[Exercise aim] Check every line below for the word "TokenStore" and copy each one that has it.

(Stored data)
◇ ◇ ◇ ◇
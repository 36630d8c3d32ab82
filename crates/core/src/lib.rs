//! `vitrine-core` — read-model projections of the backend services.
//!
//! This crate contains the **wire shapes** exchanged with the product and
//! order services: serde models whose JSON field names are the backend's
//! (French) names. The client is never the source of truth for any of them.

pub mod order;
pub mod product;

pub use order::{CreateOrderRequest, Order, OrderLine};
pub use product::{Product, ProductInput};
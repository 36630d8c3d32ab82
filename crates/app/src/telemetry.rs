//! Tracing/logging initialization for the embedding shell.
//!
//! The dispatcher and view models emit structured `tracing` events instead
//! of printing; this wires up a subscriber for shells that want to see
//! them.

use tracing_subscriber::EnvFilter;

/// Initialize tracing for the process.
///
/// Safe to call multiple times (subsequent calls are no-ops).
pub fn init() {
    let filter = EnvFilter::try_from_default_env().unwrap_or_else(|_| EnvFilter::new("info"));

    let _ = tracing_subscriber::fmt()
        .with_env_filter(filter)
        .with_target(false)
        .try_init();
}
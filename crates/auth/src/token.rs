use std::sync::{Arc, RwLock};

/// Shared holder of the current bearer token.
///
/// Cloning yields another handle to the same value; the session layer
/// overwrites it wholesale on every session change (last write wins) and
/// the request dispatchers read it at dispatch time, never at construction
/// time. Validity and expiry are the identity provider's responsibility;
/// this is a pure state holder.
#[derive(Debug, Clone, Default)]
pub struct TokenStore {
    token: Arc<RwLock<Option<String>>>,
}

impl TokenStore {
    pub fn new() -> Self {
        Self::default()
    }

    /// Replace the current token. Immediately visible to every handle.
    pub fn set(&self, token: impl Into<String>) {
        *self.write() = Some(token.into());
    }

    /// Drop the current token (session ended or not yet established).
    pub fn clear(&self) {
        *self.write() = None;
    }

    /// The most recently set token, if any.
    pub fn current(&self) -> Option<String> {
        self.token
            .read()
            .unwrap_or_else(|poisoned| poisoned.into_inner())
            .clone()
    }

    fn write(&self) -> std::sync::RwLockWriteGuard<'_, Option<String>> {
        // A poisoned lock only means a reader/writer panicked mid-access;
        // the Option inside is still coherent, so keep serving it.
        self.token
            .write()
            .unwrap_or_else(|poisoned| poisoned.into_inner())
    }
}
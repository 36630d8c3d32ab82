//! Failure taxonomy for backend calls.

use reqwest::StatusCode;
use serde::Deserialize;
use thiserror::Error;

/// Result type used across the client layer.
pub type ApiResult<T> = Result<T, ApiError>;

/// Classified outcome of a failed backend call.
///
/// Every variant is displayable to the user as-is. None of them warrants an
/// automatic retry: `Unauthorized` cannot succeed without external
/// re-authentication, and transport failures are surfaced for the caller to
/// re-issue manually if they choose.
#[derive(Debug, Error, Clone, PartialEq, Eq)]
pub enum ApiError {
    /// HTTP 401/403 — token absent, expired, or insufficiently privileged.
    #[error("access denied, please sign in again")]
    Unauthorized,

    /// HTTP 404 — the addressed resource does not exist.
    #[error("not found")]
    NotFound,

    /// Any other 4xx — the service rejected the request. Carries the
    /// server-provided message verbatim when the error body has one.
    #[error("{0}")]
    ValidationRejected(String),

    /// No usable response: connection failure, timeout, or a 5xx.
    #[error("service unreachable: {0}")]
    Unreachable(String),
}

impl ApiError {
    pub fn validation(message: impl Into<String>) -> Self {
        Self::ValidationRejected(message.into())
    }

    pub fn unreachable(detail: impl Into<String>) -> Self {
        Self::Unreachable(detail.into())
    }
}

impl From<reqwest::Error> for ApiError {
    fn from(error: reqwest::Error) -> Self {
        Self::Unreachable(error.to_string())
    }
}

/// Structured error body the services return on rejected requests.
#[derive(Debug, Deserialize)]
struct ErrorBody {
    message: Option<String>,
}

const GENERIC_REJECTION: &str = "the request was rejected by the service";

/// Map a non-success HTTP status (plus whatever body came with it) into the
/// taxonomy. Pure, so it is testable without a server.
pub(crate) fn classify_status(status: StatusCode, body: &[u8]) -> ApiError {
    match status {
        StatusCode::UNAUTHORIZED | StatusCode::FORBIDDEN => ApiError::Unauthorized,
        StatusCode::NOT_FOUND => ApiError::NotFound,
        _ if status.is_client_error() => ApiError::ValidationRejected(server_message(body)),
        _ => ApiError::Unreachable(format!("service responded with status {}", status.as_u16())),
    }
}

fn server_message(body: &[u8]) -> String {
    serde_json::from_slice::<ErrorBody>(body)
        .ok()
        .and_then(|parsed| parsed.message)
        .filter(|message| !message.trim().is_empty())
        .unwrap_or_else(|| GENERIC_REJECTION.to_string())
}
◇ ◇ ◇ ◇
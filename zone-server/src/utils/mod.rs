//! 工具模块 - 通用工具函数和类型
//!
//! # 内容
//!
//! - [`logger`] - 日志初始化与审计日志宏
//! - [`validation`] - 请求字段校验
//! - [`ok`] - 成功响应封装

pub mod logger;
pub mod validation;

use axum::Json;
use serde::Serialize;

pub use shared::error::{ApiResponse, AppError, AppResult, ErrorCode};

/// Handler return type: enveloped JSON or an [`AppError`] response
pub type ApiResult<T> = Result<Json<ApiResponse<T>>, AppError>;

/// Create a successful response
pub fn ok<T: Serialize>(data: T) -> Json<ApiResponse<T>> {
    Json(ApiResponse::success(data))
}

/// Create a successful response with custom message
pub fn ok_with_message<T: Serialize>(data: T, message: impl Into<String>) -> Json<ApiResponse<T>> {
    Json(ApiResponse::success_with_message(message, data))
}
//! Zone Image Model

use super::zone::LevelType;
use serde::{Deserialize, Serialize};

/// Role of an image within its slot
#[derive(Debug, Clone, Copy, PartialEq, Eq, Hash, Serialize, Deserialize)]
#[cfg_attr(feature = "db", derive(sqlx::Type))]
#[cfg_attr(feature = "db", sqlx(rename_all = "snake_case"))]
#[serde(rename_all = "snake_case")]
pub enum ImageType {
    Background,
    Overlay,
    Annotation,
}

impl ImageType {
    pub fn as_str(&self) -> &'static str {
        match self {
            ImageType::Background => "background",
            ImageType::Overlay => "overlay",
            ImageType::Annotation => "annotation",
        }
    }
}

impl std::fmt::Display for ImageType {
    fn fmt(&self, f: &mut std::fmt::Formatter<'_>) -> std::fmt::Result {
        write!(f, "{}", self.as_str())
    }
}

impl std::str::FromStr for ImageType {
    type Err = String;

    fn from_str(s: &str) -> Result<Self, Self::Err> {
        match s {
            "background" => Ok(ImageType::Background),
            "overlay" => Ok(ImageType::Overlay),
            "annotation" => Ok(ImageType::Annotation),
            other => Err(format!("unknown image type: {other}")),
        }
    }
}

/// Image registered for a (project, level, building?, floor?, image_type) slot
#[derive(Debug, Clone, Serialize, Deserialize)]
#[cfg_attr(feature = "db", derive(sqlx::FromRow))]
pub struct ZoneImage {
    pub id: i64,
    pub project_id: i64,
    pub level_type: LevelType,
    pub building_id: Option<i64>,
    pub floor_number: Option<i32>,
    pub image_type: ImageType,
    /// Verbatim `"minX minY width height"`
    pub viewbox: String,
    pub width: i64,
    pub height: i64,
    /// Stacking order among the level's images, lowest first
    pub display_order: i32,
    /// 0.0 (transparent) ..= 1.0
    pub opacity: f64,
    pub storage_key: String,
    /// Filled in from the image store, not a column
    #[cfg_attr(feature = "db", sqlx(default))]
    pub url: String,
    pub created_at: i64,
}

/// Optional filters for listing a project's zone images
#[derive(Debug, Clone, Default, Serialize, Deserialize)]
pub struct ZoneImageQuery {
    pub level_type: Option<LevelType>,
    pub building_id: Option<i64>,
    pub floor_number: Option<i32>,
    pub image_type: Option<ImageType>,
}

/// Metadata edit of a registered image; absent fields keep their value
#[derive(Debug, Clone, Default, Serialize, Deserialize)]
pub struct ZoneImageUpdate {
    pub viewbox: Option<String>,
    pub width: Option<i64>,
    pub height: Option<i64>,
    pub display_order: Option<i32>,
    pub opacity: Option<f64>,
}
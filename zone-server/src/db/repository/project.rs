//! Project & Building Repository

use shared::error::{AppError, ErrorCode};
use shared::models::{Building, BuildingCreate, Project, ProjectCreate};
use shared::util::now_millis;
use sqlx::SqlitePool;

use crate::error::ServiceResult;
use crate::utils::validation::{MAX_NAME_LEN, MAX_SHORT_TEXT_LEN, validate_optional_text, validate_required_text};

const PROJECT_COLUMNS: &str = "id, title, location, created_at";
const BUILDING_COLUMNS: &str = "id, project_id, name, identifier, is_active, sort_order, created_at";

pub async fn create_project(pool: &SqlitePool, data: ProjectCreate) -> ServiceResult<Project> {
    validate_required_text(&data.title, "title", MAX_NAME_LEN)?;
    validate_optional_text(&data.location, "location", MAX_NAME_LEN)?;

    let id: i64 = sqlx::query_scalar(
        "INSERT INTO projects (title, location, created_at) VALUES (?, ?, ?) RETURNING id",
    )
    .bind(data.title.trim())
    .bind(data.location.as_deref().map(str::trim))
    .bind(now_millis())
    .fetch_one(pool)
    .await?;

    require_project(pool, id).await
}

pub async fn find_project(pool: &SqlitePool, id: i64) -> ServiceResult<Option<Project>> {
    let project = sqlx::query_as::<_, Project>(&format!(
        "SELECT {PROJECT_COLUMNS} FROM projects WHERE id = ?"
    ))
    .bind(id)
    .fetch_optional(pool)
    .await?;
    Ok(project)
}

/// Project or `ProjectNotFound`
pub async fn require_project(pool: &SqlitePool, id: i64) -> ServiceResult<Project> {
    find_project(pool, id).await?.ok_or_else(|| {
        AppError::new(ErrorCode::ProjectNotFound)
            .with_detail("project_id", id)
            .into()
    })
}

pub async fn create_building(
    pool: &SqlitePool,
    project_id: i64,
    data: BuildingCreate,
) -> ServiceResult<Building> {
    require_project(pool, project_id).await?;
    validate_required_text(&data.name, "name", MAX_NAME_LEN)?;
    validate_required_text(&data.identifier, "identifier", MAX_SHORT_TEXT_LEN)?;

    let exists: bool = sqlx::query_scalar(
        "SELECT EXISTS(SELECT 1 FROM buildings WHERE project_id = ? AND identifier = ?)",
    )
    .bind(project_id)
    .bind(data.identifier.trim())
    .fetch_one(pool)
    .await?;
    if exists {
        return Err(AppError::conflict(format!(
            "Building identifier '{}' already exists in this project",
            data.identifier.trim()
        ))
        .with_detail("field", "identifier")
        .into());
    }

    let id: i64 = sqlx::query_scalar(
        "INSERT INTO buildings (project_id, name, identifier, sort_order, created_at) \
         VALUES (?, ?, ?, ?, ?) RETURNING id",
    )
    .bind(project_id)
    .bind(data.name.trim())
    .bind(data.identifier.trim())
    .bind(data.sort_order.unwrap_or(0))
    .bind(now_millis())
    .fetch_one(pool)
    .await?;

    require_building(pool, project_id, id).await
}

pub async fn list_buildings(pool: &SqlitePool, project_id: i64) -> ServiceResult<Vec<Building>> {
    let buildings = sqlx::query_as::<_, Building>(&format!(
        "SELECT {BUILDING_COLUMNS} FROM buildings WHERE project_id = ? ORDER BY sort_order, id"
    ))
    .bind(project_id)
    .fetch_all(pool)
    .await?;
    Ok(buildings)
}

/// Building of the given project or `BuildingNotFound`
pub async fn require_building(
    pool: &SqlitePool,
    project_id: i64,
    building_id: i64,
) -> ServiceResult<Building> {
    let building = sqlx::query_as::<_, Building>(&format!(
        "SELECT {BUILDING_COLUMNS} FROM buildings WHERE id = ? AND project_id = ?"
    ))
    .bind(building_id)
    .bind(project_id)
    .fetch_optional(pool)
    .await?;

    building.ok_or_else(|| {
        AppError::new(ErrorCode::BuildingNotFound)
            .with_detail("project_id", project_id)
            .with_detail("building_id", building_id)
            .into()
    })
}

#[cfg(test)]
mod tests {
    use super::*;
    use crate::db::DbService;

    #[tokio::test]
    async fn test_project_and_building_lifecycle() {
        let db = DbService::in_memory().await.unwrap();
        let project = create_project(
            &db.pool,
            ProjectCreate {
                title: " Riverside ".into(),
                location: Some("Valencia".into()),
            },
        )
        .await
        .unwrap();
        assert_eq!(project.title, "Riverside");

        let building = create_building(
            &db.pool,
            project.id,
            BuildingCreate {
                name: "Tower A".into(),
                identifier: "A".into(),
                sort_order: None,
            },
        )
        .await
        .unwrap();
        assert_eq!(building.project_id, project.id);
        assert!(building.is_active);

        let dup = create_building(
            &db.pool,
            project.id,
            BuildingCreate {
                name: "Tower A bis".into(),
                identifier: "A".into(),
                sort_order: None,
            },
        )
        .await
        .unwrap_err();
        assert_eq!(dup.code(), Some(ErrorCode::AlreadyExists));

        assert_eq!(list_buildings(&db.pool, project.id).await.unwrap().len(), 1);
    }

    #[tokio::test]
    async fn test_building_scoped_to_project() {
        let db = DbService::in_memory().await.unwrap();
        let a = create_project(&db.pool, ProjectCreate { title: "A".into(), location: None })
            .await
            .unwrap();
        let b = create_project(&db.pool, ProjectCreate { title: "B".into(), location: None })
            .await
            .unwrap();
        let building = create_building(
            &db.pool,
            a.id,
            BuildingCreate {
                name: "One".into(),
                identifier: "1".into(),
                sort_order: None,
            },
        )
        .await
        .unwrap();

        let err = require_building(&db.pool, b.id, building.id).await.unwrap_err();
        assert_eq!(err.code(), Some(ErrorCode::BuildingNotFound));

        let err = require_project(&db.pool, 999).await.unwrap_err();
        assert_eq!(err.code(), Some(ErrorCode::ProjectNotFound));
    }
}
◇ ◇ ◇ ◇
[Output of the task]
pub struct TokenStore {
impl TokenStore {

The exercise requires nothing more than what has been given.